Fortress Village - The Ethnic Minorities of Southwest China  

The Bai people, also known as “Minjia,” has the largest population among all of the ethnic minority groups in China today. Members of this ethnic group mainly reside in Dali Bai Autonomous Prefecture in western Yunnan Province, which includes the flatlands (bazi) centered on the Erhai Plain and its surroundings. They call themselves “Bai,” ”Bai ren,” “Bai zi,” or “Bai ni,” which means “descendants of the Bai King.” After the People’s Republic of China was established, the Bai ethnic group underwent the nationality identification project of the 1950s and finally became the “Bai Nationality,” one of China’s fifty-six “ethnic minority groups” [sic]. Until ethnic identification became a national policy, Bai society had been considered no different from any typical rural society in China. This was mainly due to the fact that out of the various ethnic minority groups in Yunnan, the Bai people’s society most culturally resembles that of the Han people, especially in terms of architecture, language, religion, and high level of literacy in the villages. Lineage records found in many Bai households state that the ancestors of these families were Han people who had come from Nanjing. In fact, before the 1950s many ethnic Bai intellectuals matter-of-factly considered themselves Han. But when these self-proclaimed “Han people” started to call themselves “Bai” after the ‘50s, this phenomenon became a thought-provoking topic in contemporary ethnic studies.

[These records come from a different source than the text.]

//! Row parser for the schedule page.
//!
//! The page carries one table, `table#runTable`. After the header row, rows
//! alternate between a game row and a `tr.second-row` info row:
//!
//! ```text
//! <tr><td class="start-time">2024-01-01T18:00:00Z</td><td>Mario</td><td>RunnerA</td>...</tr>
//! <tr class="second-row"><td class="text-right">1:30:00</td><td>Any% speedrun</td>...</tr>
//! ```
//!
//! Rows are classified by position: even rows are games, odd rows are info.
//! An odd row must also carry the `second-row` class, otherwise it is skipped.
use crate::RawRow;
use crate::client::{ApiError, ApiResult};
use log::warn;
use scraper::{ElementRef, Html, Selector};
use std::fmt;

const TABLE_SELECTOR: &str = "table#runTable";
const ROW_SELECTOR: &str = "tr, tr.second-row";

const GAME_TITLE_COLUMN: usize = 1;
const GAME_RUNNER_COLUMN: usize = 2;
const START_TIME_CLASS: &str = "start-time";
const INFO_DESCRIPTION_COLUMN: usize = 1;
const TIME_LABEL_CLASS: &str = "text-right";
const INFO_ROW_CLASS: &str = "second-row";

/// Why a single row was skipped. Never aborts the parse.
#[derive(Debug, Clone, PartialEq, Eq)]
pub enum RowParseError {
    MissingColumn { row: usize, column: usize },
    MissingCell { row: usize, class: &'static str },
    /// An info slot held a row without the info row class.
    MissingRowClass { row: usize, class: &'static str },
}

impl fmt::Display for RowParseError {
    fn fmt(&self, f: &mut fmt::Formatter<'_>) -> fmt::Result {
        match self {
            RowParseError::MissingColumn { row, column } => {
                write!(f, "row {row}: no column {column}")
            }
            RowParseError::MissingCell { row, class } => {
                write!(f, "row {row}: no td.{class} cell")
            }
            RowParseError::MissingRowClass { row, class } => {
                write!(f, "row {row}: expected a tr.{class} row")
            }
        }
    }
}

impl std::error::Error for RowParseError {}

pub type RowResult = Result<RawRow, RowParseError>;

/// A fetched schedule page with its run table located.
pub struct ScheduleDocument {
    html: Html,
    table: Selector,
    row: Selector,
}

impl ScheduleDocument {
    /// Parse markup and check that the run table is present.
    pub fn parse(body: &str) -> ApiResult<Self> {
        let table = Selector::parse(TABLE_SELECTOR)
            .map_err(|e| ApiError::Parsing(format!("invalid table selector: {e:?}")))?;
        let row = Selector::parse(ROW_SELECTOR)
            .map_err(|e| ApiError::Parsing(format!("invalid row selector: {e:?}")))?;

        let html = Html::parse_document(body);
        if html.select(&table).next().is_none() {
            return Err(ApiError::Parsing(format!("no {TABLE_SELECTOR} in document")));
        }

        Ok(Self { html, table, row })
    }

    /// Every row after the header, classified and extracted, in document order.
    /// A row that fails extraction yields an `Err` and still takes its slot in
    /// the even/odd sequence.
    pub fn rows(&self) -> impl Iterator<Item = RowResult> + '_ {
        self.html
            .select(&self.table)
            .take(1)
            .flat_map(|table| table.select(&self.row))
            .skip(1)
            .enumerate()
            .map(|(index, row)| classify_row(index, row))
    }

    /// Rows that extracted cleanly. Skipped rows are logged.
    pub fn valid_rows(&self) -> impl Iterator<Item = RawRow> + '_ {
        self.rows().filter_map(|result| match result {
            Ok(row) => Some(row),
            Err(e) => {
                warn!("skipping schedule row: {e}");
                None
            }
        })
    }
}

fn classify_row(index: usize, row: ElementRef<'_>) -> RowResult {
    let cells: Vec<ElementRef<'_>> = row
        .children()
        .filter_map(ElementRef::wrap)
        .filter(|el| el.value().name() == "td")
        .collect();

    let column = |column: usize| {
        cells
            .get(column)
            .map(|el| cell_text(*el))
            .ok_or(RowParseError::MissingColumn { row: index, column })
    };
    let by_class = |class: &'static str| {
        cells
            .iter()
            .find(|el| el.value().classes().any(|c| c == class))
            .map(|el| cell_text(*el))
            .ok_or(RowParseError::MissingCell { row: index, class })
    };

    if index % 2 == 0 {
        Ok(RawRow::Game {
            title: column(GAME_TITLE_COLUMN)?,
            runner: column(GAME_RUNNER_COLUMN)?,
            start_time: by_class(START_TIME_CLASS)?,
        })
    } else {
        if !row.value().classes().any(|c| c == INFO_ROW_CLASS) {
            return Err(RowParseError::MissingRowClass { row: index, class: INFO_ROW_CLASS });
        }
        Ok(RawRow::Info {
            time_label: by_class(TIME_LABEL_CLASS)?,
            description: column(INFO_DESCRIPTION_COLUMN)?,
        })
    }
}

/// Cell text with whitespace collapsed, the way a browser would show it.
fn cell_text(el: ElementRef<'_>) -> String {
    el.text()
        .collect::<String>()
        .split_whitespace()
        .collect::<Vec<_>>()
        .join(" ")
}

One might consider the Bai people an ethnic group constructed by history. This is because in the course of history, the main body of this particular ethnic group and its ethnic identity once vanished, and later reappeared due. The formation of the Bai ethnic group can be traced back to Nanzhao Dali Kingdom, which was established in the 8th century A.D. (752-1254). At the time, the king of Nanzhao organized the various independent tribal leaders into a single ruling class, which became an aristocracy based on a combination of political, military, and religious powers. This ruling class was composed of leaders from many different indigenous tribes, including Heman (river babarians), Baiman (white babarians), and Wuman (black barbarians), as well as elites who had migrated to the southwest from the Central Plains during different time periods. Approximately during the Dali Kingdom era (938-1254), these various tribes and clans began to develop a collective and symbolic “Bai” ethnic identity. From this early bit of history we can infer that the monarchy’s basis of power was one important mechanism for subjugating inhabitants. From the 13th century onwards, Dali Kingdom fell under the external rule of Yuan and Ming emperors, causing the kingdom’s former rulers and aristocrats to change their ethnic identity and start claiming that their ancient predecessors had originated from Nanjing. However, at the same time, because a large number of migrants were assigned to develop agriculture at formerly military areas, their language, style of dress, and literacy rate and degree of participation in the National Exam (ke ju) of males were almost equal to Han people. This is why in the early years of the Republican era, when such people were called “Minjia,” the term “Minjia” still suggested that they were, to a certain degree, ethnic Han. During the 1950s, when Chinese authorities began to identify and classify ethnic minorities in China, the ethnic identity of “Minjia” people was once again brought into the spotlight by members of their own society and reintroduced via historical investigation. Based on this we can say that the Bai people is an ethnic group that was formed on the foundation of historical identification.

During the early stages of history, the Bai people were once an enormously powerful monarchy in China’s southwestern region. Therefore, the local culture and folk religion of the Bai people carry connotations of royalty and aristocracy; rural villages in particular have preserved tales and legends about past kings and queens. In addition, many cross-regional activities, such as “rao sang lin” and the “Torch Festival,” are heavily influenced by the ethnic group’s monarchal past. In the Bai people’s religious belief of local gods, we can also observe their idolization of historical heroes and kings and queens. Long ago the Bais made the Erhai Plain their center of development and built their royal palace here. As a result, today the Erhai region is still densely populated by Bai people, and most members of Bai communities outside of the Erhai region also trace their ancestry back to the Bai King who was based in this region. This is why they call themselves “descendants of the Bai King.”

For a long period of time, the Bai people lived in their Erhai Plain kingdom, where agriculture and transportation systems were highly developed, and as a result this ethnic group has long been characterized by a willingness to absorb foreign cultures. They frequently communicate and interact with other ethnic minorities and the Han, which allows them to take in the culture of other social groups, including that of the Tufans in the north, the Burmese in the south, and the Sichuanese in the northeast. It is because of this long-term interaction that we can still observe elements from surrounding cultures in areas mainly inhabited by Bai people, for example, the esoteric Acarya school of Buddhism of an early period, the Daoist-leaning Dongjing sect, and long-term commercial activities between different ethnic groups. Later on, cultures of the Bai regions began to develop Han-like characteristics.